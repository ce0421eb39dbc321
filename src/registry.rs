// Copyright (c) 2025 - MV Consulting
//! Process-wide type registration table
//!
//! Engines address the construct and its option types by fully qualified
//! name (`@mavogel/cdk-vscode-server.VSCodeServer`). The table describing
//! those names is built exactly once per process; concurrent and repeated
//! [`initialize`] calls are safe and return the same table.

use std::collections::BTreeMap;
use std::sync::atomic::{AtomicUsize, Ordering};
use std::sync::OnceLock;

use serde::Serialize;
use tracing::info;

use crate::config::defaults::*;
use crate::domain::{LinuxArchitectureType, LinuxFlavorType};

/// Namespace every registered type lives in
pub const NAMESPACE: &str = "@mavogel/cdk-vscode-server";

/// Fully qualified name of the construct
pub const VSCODE_SERVER_FQN: &str = "@mavogel/cdk-vscode-server.VSCodeServer";

/// Fully qualified name of the property bag
pub const VSCODE_SERVER_PROPS_FQN: &str = "@mavogel/cdk-vscode-server.VSCodeServerProps";

/// Fully qualified name of the architecture enum
pub const LINUX_ARCHITECTURE_TYPE_FQN: &str = "@mavogel/cdk-vscode-server.LinuxArchitectureType";

/// Fully qualified name of the flavor enum
pub const LINUX_FLAVOR_TYPE_FQN: &str = "@mavogel/cdk-vscode-server.LinuxFlavorType";

static REGISTRY: OnceLock<TypeRegistry> = OnceLock::new();
static INIT_COUNT: AtomicUsize = AtomicUsize::new(0);

/// Kind of registered type
#[derive(Debug, Clone, Copy, PartialEq, Eq, Serialize)]
#[serde(rename_all = "snake_case")]
pub enum TypeKind {
    Class,
    Enum,
    Struct,
}

/// One field of a registered struct
#[derive(Debug, Clone, PartialEq, Eq, Serialize)]
pub struct FieldSpec {
    pub name: &'static str,
    pub type_name: &'static str,
    pub optional: bool,
    /// Documented default, `None` when the field stays unset
    pub default: Option<String>,
}

impl FieldSpec {
    fn optional(name: &'static str, type_name: &'static str, default: Option<String>) -> Self {
        Self {
            name,
            type_name,
            optional: true,
            default,
        }
    }
}

/// Registration record of one type
#[derive(Debug, Clone, PartialEq, Eq, Serialize)]
pub struct TypeEntry {
    pub fqn: &'static str,
    pub kind: TypeKind,
    /// Enum literals, class properties and methods
    #[serde(skip_serializing_if = "Vec::is_empty")]
    pub members: Vec<&'static str>,
    /// Struct fields
    #[serde(skip_serializing_if = "Vec::is_empty")]
    pub fields: Vec<FieldSpec>,
}

/// Table of every type engines may address by name
#[derive(Debug, Clone, PartialEq, Eq, Serialize)]
pub struct TypeRegistry {
    entries: BTreeMap<&'static str, TypeEntry>,
}

impl TypeRegistry {
    fn builtin() -> Self {
        let entries = [
            TypeEntry {
                fqn: LINUX_ARCHITECTURE_TYPE_FQN,
                kind: TypeKind::Enum,
                members: LinuxArchitectureType::ALL.iter().map(|a| a.as_str()).collect(),
                fields: Vec::new(),
            },
            TypeEntry {
                fqn: LINUX_FLAVOR_TYPE_FQN,
                kind: TypeKind::Enum,
                members: LinuxFlavorType::ALL.iter().map(|f| f.as_str()).collect(),
                fields: Vec::new(),
            },
            TypeEntry {
                fqn: VSCODE_SERVER_PROPS_FQN,
                kind: TypeKind::Struct,
                members: Vec::new(),
                fields: props_schema(),
            },
            TypeEntry {
                fqn: VSCODE_SERVER_FQN,
                kind: TypeKind::Class,
                members: vec!["domainName", "password", "node", "toString", "isConstruct"],
                fields: Vec::new(),
            },
        ];

        Self {
            entries: entries.into_iter().map(|entry| (entry.fqn, entry)).collect(),
        }
    }

    pub fn get(&self, fqn: &str) -> Option<&TypeEntry> {
        self.entries.get(fqn)
    }
}

fn props_schema() -> Vec<FieldSpec> {
    let some = |v: &str| Some(v.to_string());
    vec![
        FieldSpec::optional("vscodeUser", "string", some(DEFAULT_VSCODE_USER)),
        FieldSpec::optional("vscodePassword", "string", some("generated")),
        FieldSpec::optional("instanceName", "string", some(DEFAULT_INSTANCE_NAME)),
        FieldSpec::optional(
            "instanceVolumeSize",
            "number",
            Some(DEFAULT_INSTANCE_VOLUME_SIZE.to_string()),
        ),
        FieldSpec::optional("instanceClass", "string", some(DEFAULT_INSTANCE_CLASS)),
        FieldSpec::optional("instanceSize", "string", some(DEFAULT_INSTANCE_SIZE)),
        FieldSpec::optional(
            "instanceOperatingSystem",
            LINUX_FLAVOR_TYPE_FQN,
            some(DEFAULT_FLAVOR.as_str()),
        ),
        FieldSpec::optional(
            "instanceCpuArchitecture",
            LINUX_ARCHITECTURE_TYPE_FQN,
            some(DEFAULT_ARCHITECTURE.as_str()),
        ),
        FieldSpec::optional("homeFolder", "string", some(DEFAULT_HOME_FOLDER)),
        FieldSpec::optional("devServerBasePath", "string", some(DEFAULT_DEV_SERVER_BASE_PATH)),
        FieldSpec::optional(
            "devServerPort",
            "number",
            Some(DEFAULT_DEV_SERVER_PORT.to_string()),
        ),
        FieldSpec::optional("additionalInstanceRolePolicies", "PolicyStatement[]", some("[]")),
        FieldSpec::optional("additionalTags", "map<string, string>", some("{}")),
        FieldSpec::optional("domainName", "string", None),
        FieldSpec::optional("hostedZoneId", "string", None),
        FieldSpec::optional("certificateArn", "string", None),
        FieldSpec::optional("autoCreateCertificate", "boolean", some("false")),
        FieldSpec::optional("enableAutoStop", "boolean", some("false")),
        FieldSpec::optional(
            "idleTimeoutMinutes",
            "number",
            Some(DEFAULT_IDLE_TIMEOUT_MINUTES.to_string()),
        ),
        FieldSpec::optional(
            "idleCheckIntervalMinutes",
            "number",
            Some(DEFAULT_IDLE_CHECK_INTERVAL_MINUTES.to_string()),
        ),
    ]
}

/// Build the registration table if it does not exist yet
pub fn initialize() -> &'static TypeRegistry {
    REGISTRY.get_or_init(|| {
        INIT_COUNT.fetch_add(1, Ordering::SeqCst);
        let registry = TypeRegistry::builtin();
        info!(
            namespace = NAMESPACE,
            types = registry.entries.len(),
            "Registered construct types"
        );
        registry
    })
}

/// Whether [`initialize`] has run in this process
pub fn is_initialized() -> bool {
    REGISTRY.get().is_some()
}

/// Number of times the table was built (at most one)
pub fn initialization_count() -> usize {
    INIT_COUNT.load(Ordering::SeqCst)
}

/// Look up a registered type
pub fn lookup(fqn: &str) -> Option<&'static TypeEntry> {
    initialize().get(fqn)
}

/// Look up a type that must be registered
///
/// # Panics
/// Panics when `fqn` is not registered. Handing an unknown type across
/// the engine boundary is a programming error, not a runtime condition.
pub fn require(fqn: &str) -> &'static TypeEntry {
    match lookup(fqn) {
        Some(entry) => entry,
        None => panic!("type {fqn} is not registered in {NAMESPACE}"),
    }
}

------------------------------

## WORK TO COMPLETE
Your answer should be a single number: how many lines in the preceding entries contain "serde".

## YOUR SOLUTION
4